Each line that includes the word "build" should be copied from the records.
═══
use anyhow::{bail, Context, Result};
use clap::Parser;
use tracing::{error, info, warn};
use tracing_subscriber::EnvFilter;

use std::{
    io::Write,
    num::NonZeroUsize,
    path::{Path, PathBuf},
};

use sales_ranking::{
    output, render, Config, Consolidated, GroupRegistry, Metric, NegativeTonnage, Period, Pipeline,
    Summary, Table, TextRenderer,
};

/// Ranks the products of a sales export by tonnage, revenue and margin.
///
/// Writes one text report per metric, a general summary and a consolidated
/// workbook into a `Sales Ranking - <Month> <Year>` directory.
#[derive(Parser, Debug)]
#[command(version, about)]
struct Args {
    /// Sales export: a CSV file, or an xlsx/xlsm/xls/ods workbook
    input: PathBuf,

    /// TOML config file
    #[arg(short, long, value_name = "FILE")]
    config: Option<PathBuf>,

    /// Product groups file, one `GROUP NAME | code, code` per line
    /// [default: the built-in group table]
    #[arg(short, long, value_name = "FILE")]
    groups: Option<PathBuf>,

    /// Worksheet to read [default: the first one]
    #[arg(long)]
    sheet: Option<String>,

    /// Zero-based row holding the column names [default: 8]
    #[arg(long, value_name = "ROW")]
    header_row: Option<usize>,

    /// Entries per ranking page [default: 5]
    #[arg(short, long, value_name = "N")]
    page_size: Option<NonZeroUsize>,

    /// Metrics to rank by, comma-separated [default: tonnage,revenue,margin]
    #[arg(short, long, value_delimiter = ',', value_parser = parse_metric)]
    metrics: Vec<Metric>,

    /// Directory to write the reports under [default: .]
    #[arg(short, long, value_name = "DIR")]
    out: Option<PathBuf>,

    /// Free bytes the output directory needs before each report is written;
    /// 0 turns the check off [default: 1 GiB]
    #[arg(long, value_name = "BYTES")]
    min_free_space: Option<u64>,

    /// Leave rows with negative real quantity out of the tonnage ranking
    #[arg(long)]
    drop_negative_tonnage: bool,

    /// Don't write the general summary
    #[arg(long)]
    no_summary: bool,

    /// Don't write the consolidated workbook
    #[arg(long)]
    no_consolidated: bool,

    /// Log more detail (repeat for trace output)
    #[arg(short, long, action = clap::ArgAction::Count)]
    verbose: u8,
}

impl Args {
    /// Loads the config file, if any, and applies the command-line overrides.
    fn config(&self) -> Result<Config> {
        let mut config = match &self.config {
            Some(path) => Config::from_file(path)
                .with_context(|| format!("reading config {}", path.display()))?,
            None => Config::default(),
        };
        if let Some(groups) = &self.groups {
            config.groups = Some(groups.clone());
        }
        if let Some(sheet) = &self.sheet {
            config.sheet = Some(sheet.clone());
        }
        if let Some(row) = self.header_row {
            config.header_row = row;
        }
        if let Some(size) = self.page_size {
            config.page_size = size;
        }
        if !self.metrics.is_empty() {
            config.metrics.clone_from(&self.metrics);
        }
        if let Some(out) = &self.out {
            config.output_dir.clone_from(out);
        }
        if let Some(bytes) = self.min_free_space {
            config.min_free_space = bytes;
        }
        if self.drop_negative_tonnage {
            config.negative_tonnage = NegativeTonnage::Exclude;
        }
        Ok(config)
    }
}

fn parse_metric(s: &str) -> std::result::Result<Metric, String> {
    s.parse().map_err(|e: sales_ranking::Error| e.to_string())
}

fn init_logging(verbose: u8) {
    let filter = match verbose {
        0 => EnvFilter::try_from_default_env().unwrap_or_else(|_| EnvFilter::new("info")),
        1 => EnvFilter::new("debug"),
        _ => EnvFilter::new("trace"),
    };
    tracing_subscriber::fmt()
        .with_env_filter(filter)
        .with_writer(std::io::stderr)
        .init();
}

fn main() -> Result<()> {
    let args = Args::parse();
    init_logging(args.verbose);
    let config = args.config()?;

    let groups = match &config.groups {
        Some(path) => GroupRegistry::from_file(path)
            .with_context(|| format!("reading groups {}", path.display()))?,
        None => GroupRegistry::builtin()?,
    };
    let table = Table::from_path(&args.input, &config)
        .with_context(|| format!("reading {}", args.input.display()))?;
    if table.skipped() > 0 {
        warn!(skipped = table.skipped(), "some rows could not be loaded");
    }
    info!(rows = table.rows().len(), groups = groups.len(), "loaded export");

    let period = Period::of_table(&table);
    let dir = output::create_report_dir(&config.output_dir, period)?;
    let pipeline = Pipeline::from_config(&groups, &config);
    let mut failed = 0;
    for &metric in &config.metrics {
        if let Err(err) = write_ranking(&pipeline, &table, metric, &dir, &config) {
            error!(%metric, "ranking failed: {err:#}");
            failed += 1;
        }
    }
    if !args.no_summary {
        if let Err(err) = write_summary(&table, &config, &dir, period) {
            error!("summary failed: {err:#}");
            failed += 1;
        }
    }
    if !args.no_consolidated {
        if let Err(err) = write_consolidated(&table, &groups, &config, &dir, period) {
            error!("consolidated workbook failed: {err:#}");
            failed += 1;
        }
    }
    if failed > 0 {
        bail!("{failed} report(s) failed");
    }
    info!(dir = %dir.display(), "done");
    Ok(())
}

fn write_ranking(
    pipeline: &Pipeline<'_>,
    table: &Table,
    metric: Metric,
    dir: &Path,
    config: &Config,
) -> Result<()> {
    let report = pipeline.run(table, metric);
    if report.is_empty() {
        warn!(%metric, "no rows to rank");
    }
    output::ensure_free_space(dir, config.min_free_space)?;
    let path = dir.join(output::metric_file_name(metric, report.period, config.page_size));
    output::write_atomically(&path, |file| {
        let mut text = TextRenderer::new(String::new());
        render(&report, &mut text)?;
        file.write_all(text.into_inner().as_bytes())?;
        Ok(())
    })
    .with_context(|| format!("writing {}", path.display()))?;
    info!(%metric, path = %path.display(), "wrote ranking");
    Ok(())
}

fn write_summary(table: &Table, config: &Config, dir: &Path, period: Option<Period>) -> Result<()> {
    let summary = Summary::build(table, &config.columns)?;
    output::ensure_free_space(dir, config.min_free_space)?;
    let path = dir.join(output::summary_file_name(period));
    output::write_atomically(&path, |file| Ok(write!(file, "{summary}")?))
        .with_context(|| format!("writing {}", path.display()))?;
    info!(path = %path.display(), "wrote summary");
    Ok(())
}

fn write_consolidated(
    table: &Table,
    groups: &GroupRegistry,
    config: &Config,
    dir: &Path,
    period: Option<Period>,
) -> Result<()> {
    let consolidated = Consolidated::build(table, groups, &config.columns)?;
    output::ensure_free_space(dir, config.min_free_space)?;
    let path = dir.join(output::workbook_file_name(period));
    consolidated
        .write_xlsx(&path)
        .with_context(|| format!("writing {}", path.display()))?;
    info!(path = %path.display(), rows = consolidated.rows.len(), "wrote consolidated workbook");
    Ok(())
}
═══
→ **Expected output**:
    let summary = Summary::build(table, &config.columns)?;
    let consolidated = Consolidated::build(table, groups, &config.columns)?;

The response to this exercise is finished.